Material provided: Begin

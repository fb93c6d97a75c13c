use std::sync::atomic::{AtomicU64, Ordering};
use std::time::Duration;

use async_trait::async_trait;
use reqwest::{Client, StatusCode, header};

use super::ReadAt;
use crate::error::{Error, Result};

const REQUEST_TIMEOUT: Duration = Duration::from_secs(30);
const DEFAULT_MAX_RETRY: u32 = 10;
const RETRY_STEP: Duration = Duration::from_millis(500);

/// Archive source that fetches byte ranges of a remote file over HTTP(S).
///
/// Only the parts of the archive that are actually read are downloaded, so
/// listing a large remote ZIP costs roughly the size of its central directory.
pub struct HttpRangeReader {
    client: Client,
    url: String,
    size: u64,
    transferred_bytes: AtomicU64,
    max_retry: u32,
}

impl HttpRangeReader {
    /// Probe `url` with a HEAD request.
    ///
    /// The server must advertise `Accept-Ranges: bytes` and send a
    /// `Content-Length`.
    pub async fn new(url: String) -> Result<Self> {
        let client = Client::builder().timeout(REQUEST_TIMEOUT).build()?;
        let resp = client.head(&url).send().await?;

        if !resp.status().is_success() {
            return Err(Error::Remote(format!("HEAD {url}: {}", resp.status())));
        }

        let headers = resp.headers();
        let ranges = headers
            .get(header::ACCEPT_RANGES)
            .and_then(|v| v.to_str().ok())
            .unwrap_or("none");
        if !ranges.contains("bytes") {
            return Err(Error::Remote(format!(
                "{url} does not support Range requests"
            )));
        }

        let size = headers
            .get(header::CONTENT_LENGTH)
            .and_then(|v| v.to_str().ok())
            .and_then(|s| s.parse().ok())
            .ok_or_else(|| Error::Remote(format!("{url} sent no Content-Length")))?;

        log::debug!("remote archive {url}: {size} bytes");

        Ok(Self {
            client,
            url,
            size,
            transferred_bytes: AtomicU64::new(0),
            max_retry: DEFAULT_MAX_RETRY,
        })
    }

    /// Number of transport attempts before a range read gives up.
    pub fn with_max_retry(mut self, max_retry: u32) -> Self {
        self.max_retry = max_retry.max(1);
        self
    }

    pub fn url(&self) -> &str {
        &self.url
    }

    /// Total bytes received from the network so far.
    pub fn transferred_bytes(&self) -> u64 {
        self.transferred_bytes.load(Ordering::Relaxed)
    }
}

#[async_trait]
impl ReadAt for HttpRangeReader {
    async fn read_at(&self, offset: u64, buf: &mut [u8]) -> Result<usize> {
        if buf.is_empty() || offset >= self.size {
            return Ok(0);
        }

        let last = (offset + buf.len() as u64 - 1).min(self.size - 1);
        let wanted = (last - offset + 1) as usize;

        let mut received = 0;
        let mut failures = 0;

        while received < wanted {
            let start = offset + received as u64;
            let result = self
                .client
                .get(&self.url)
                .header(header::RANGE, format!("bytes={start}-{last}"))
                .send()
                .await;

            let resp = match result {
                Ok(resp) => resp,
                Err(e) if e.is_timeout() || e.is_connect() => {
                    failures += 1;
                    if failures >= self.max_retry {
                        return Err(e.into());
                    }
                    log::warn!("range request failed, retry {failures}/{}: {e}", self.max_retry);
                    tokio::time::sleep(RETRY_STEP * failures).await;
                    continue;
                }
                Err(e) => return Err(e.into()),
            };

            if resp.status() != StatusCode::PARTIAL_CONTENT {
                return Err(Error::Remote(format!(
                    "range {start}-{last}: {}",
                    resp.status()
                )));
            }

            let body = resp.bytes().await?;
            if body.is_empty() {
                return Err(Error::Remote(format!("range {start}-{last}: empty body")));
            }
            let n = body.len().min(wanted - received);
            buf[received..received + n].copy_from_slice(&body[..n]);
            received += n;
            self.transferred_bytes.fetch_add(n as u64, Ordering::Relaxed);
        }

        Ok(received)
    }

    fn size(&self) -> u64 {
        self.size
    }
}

Material provided: End

All lines holding the word "format" must be found in the listing and copied.

Task result ->
            return Err(Error::Remote(format!("HEAD {url}: {}", resp.status())));
            return Err(Error::Remote(format!(
            .ok_or_else(|| Error::Remote(format!("{url} sent no Content-Length")))?;
                .header(header::RANGE, format!("bytes={start}-{last}"))
                return Err(Error::Remote(format!(
                return Err(Error::Remote(format!("range {start}-{last}: empty body")));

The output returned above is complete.